– Пока ещё это беседа. Так где? Давайте по очереди.
– Я летел из Турции в Москву, – отвечает парень, которого я вижу впервые.
– Фамилия?
– Горький.
– Дальше пошли, – записывая в бланке, переходит к следующему. Фамилия?
– Чижов.
– Где были тридцатого вечером?
– В огороде.
Его друзья смеются.
– Кто может подтвердить?
– Водитель говновозки. Он приезжал по заявке очистить сортир от…
– Мы поняли. Вы? – переключается на короткостриженного.
– Свободный. Зависали дома у Ромасенко.
– Что делали?
– Играли в приставку.
– А потом?
– Пиццу жрали и смотрели футбол.
– Машину гражданина Градова в тот вечер брали?
– Ну брали и чё, – отвечает вместо него Ромасенко.
– Без спроса.
– Так это ж почти папина, – фактически выплёвывает это слово и сразу становится ясно: отношения у Максима и ухажёра Светланы Николаевны не складываются.
– Куда ездили?
– По городу катались.
– На пляже были?
– Нет.
– А в лесу как оказались?
– Тёлок привезли. Потра…
– Максим! – вовремя одёргивает его директриса.

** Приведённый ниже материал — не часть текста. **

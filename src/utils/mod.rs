pub mod html;
pub mod logging;
pub mod response_builder;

– Типа на пикник. Ну вы поняли, – многозначительно поигрывает бровями. – Это наши одноклассницы. Они подтвердят.
– То есть утверждаете, что ни вы, ни ваши друзья не причастны к тому, что произошло на пляже.
– Сечёшь, – кивает.
– Шину где прокололи?
– Где-то поймали стекло, – пожимает плечом.
– Он врёт, – не выдерживаю я.
Устроили цирк!
– Кого из этих парней вы видели в тот вечер на побережье?

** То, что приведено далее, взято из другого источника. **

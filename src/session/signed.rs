//! HMAC-signed identity cookie
//!
//! Cookie value: `base64url(json claims) "." base64url(HMAC-SHA256(claims))`.
//! The claims carry the identity and an expiry; anything that fails
//! verification reads as anonymous.

use super::cookie::{create_expired_cookie, extract_cookie_value, CookieOptions, SESSION_COOKIE_NAME};
use super::{SessionError, SessionStore};
use crate::handoff::RedeemedIdentity;
use actix_web::{cookie::Cookie, HttpRequest};
use base64::{engine::general_purpose::URL_SAFE_NO_PAD, Engine as _};
use chrono::{DateTime, Utc};
use hmac::{Hmac, Mac};
use log::debug;
use serde::{Deserialize, Serialize};
use sha2::Sha256;

type HmacSha256 = Hmac<Sha256>;

/// Upper bound on session lifetime, keeps duration arithmetic in range
const MAX_SESSION_HOURS: u64 = 24 * 366;

#[derive(Debug, Serialize, Deserialize)]
struct SessionClaims {
    sub: String,
    exp: i64,
}

#[derive(Clone)]
pub struct SignedCookieSession {
    key: Vec<u8>,
    cookie_secure: bool,
    session_duration_hours: i64,
}

impl SignedCookieSession {
    /// Create a signed session store
    ///
    /// # Errors
    ///
    /// Returns an error if the secret is empty or the duration is zero
    pub fn new(
        secret: &[u8],
        cookie_secure: bool,
        session_duration_hours: u64,
    ) -> Result<Self, SessionError> {
        if secret.is_empty() {
            return Err(SessionError::Signing("session secret is empty".into()));
        }
        if session_duration_hours == 0 {
            return Err(SessionError::Signing(
                "session duration must be at least one hour".into(),
            ));
        }
        Ok(Self {
            key: secret.to_vec(),
            cookie_secure,
            session_duration_hours: i64::try_from(session_duration_hours.min(MAX_SESSION_HOURS))
                .unwrap_or(24),
        })
    }

    fn mac(&self) -> Result<HmacSha256, SessionError> {
        HmacSha256::new_from_slice(&self.key).map_err(|e| SessionError::Signing(e.to_string()))
    }

    /// Produce the signed cookie value for `identity`, expiring relative to `now`
    ///
    /// # Errors
    ///
    /// Returns an error if the claims cannot be serialized or signed
    pub fn encode(&self, identity: &str, now: DateTime<Utc>) -> Result<String, SessionError> {
        let claims = SessionClaims {
            sub: identity.to_string(),
            exp: (now + chrono::Duration::hours(self.session_duration_hours)).timestamp(),
        };
        let json = serde_json::to_vec(&claims).map_err(|e| SessionError::Signing(e.to_string()))?;
        let payload = URL_SAFE_NO_PAD.encode(json);

        let mut mac = self.mac()?;
        mac.update(payload.as_bytes());
        let signature = URL_SAFE_NO_PAD.encode(mac.finalize().into_bytes());

        Ok(format!("{payload}.{signature}"))
    }

    /// Verify a cookie value, returning the identity if it is authentic and unexpired
    #[must_use]
    pub fn decode(&self, value: &str, now: DateTime<Utc>) -> Option<String> {
        let (payload, signature) = value.split_once('.')?;
        let signature = URL_SAFE_NO_PAD.decode(signature).ok()?;

        let mut mac = self.mac().ok()?;
        mac.update(payload.as_bytes());
        mac.verify_slice(&signature).ok()?;

        let json = URL_SAFE_NO_PAD.decode(payload).ok()?;
        let claims: SessionClaims = serde_json::from_slice(&json).ok()?;
        if claims.exp <= now.timestamp() || claims.sub.is_empty() {
            return None;
        }
        Some(claims.sub)
    }
}

impl SessionStore for SignedCookieSession {
    fn establish(&self, identity: &RedeemedIdentity) -> Result<Cookie<'static>, SessionError> {
        if identity.email.is_empty() {
            return Err(SessionError::InvalidIdentity("identity is empty".into()));
        }
        let value = self.encode(&identity.email, Utc::now())?;
        Ok(CookieOptions {
            secure: self.cookie_secure,
            max_age: Some(actix_web::cookie::time::Duration::hours(
                self.session_duration_hours,
            )),
            ..Default::default()
        }
        .build(SESSION_COOKIE_NAME, value))
    }

    fn identity(&self, req: &HttpRequest) -> Option<String> {
        let value = extract_cookie_value(req, SESSION_COOKIE_NAME)?;
        let identity = self.decode(&value, Utc::now());
        if identity.is_none() {
            debug!("Ignoring session cookie that failed verification or has expired");
        }
        identity
    }

    fn destroy(&self) -> Cookie<'static> {
        create_expired_cookie(SESSION_COOKIE_NAME, self.cookie_secure)
    }

    fn store_name(&self) -> &'static str {
        "signed"
    }
}

#[cfg(test)]
mod tests {
    use super::*;
    use actix_web::test as actix_test;

    const SECRET: &[u8] = b"test-session-secret-0123456789abcdef";

    fn store() -> SignedCookieSession {
        SignedCookieSession::new(SECRET, false, 24).unwrap()
    }

    #[test]
    fn test_round_trip() {
        let store = store();
        let cookie = store
            .establish(&RedeemedIdentity::new("john.doe@example.com"))
            .unwrap();
        assert_eq!(cookie.name(), "email");
        assert_ne!(cookie.value(), "john.doe@example.com");
        assert_eq!(
            cookie.max_age(),
            Some(actix_web::cookie::time::Duration::hours(24))
        );

        let req = actix_test::TestRequest::default().cookie(cookie).to_http_request();
        assert_eq!(
            store.identity(&req).as_deref(),
            Some("john.doe@example.com")
        );
    }

    #[test]
    fn test_cleartext_cookie_is_not_trusted() {
        let req = actix_test::TestRequest::default()
            .cookie(Cookie::new(SESSION_COOKIE_NAME, "admin@example.com"))
            .to_http_request();
        assert_eq!(store().identity(&req), None);
    }

    #[test]
    fn test_swapped_payload_is_rejected() {
        let store = store();
        let now = Utc::now();
        let victim = store.encode("victim@example.com", now).unwrap();
        let attacker = store.encode("attacker@example.com", now).unwrap();

        let (victim_payload, _) = victim.split_once('.').unwrap();
        let (_, attacker_signature) = attacker.split_once('.').unwrap();
        let forged = format!("{victim_payload}.{attacker_signature}");

        assert_eq!(store.decode(&forged, now), None);
        assert_eq!(
            store.decode(&victim, now).as_deref(),
            Some("victim@example.com")
        );
    }

    #[test]
    fn test_other_key_is_rejected() {
        let now = Utc::now();
        let value = store().encode("john.doe@example.com", now).unwrap();
        let other = SignedCookieSession::new(b"another-secret", false, 24).unwrap();
        assert_eq!(other.decode(&value, now), None);
    }

    #[test]
    fn test_expired_session_is_rejected() {
        let store = store();
        let issued = Utc::now();
        let value = store.encode("john.doe@example.com", issued).unwrap();

        assert!(store
            .decode(&value, issued + chrono::Duration::hours(23))
            .is_some());
        assert_eq!(
            store.decode(&value, issued + chrono::Duration::hours(25)),
            None
        );
    }

    #[test]
    fn test_garbage_is_rejected() {
        let store = store();
        let now = Utc::now();
        assert_eq!(store.decode("", now), None);
        assert_eq!(store.decode("no-dot-here", now), None);
        assert_eq!(store.decode("!!!.###", now), None);
    }

    #[test]
    fn test_empty_secret_is_rejected() {
        assert!(SignedCookieSession::new(b"", false, 24).is_err());
    }

    #[test]
    fn test_zero_duration_is_rejected() {
        assert!(matches!(
            SignedCookieSession::new(SECRET, false, 0),
            Err(SessionError::Signing(_))
        ));
        assert!(SignedCookieSession::new(SECRET, false, 1).is_ok());
    }
}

Ромасенко перехватывает мой взгляд и едва заметно предостерегающе качает головой.
«Слышь, держи язык за зубами, поняла?»
«Ты ничего не видела и не слышала»
«Расколешься – пожалеешь по-крупному».
– Свободный, Ромасенко, Абрамов, – чётко называю фамилии виновных.
– Да она гонит...
– Вы двое – на урок, – Светлана Николаевна указывает пальцем на Чижова и Горького.
– А поприсутствовать можно?
– Не можно! На урок я сказала! Живо!
Они нехотя поднимаются со стула и выходят, бросая сочувствующий взгляд на компанию оставшихся.

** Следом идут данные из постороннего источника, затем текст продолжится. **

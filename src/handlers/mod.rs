// HTTP request handlers for the SAML login handoff
pub mod auth;
pub mod callback;
pub mod pages;

use actix_web::web;

// Re-export the main handler functions
pub use auth::{logout, saml_redirect};
pub use callback::ssoready_callback;
pub use pages::{health, index};

/// Register every route of the demo application
pub fn configure_services(cfg: &mut web::ServiceConfig) {
    cfg.route("/", web::get().to(index))
        .route("/logout", web::get().to(logout))
        .route("/saml-redirect", web::get().to(saml_redirect))
        .route("/ssoready-callback", web::get().to(ssoready_callback))
        // Health endpoint
        .route("/ping", web::get().to(health));
}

– Вы почему в очках? – обращаются к кучерявому.
– Аллергия на свет.
Фыркаю.
– Сними, не ёрничай, – приказывает ему отец, и тот, на удивление не перечит.
– Вы что-то употребляете? – тут же раздаётся следующий вопрос. Вполне резонный, кстати. Потому что именно так это и выглядит.
Глаза красные, воспалённые. Веки припухшие.
– Нет.
– Повторю свой вопрос. Вы что-то употребляете?
– Не нужно давить на него, – вмешивается психолог.
– Я же сказал, что нет, – раздражённо цедит парень.
– Хорошо. Тата, – мужчина в погонах поворачивается ко мне. – Кто наносил удары пострадавшему?
Градус напряжения в помещении растёт. Ромасенко буквально испепеляет меня взглядом. Кожей чувствую.
– Светлана Николаевна, это вообще законно? Мы согласие на очную ставку не давали! – выказывает своё возмущение бабушка. – Идём, Тата, – она поднимается с кресла. – Я буду вынуждена позвонить мужу, а он, как вы знаете, не последний человек в этом городе!
Я поднимаю взгляд. Мы с Абрамовым смотрим друг на друга.
Бах-бах-бах.
Моё сердце гулко колотится о рёбра. Ладони потеют. Из-за духоты мне нечем дышать.
– Пострадавший отказывается давать показания. Поэтому ваше слово в данной ситуации имеет большой вес.
Что? Отказывается? Почему? Испугался последствий? Но разве можно оставлять подобное безнаказанным?
– Не нужно давить на неё, пожалуйста, – снова вклинивается в наш диалог Маргарита.
– Ой да успокойтесь уже девушка! У нас имеется запись разговора с диспетчером экстренной службы, – как бы между прочим, сообщает полицейский. – Тата, всё, что вы говорили, происходило на самом деле? Или это… клевета?
Секунда. Две. Три.
Зрительный контакт с хулиганом, по ощущениям, длится целую вечность.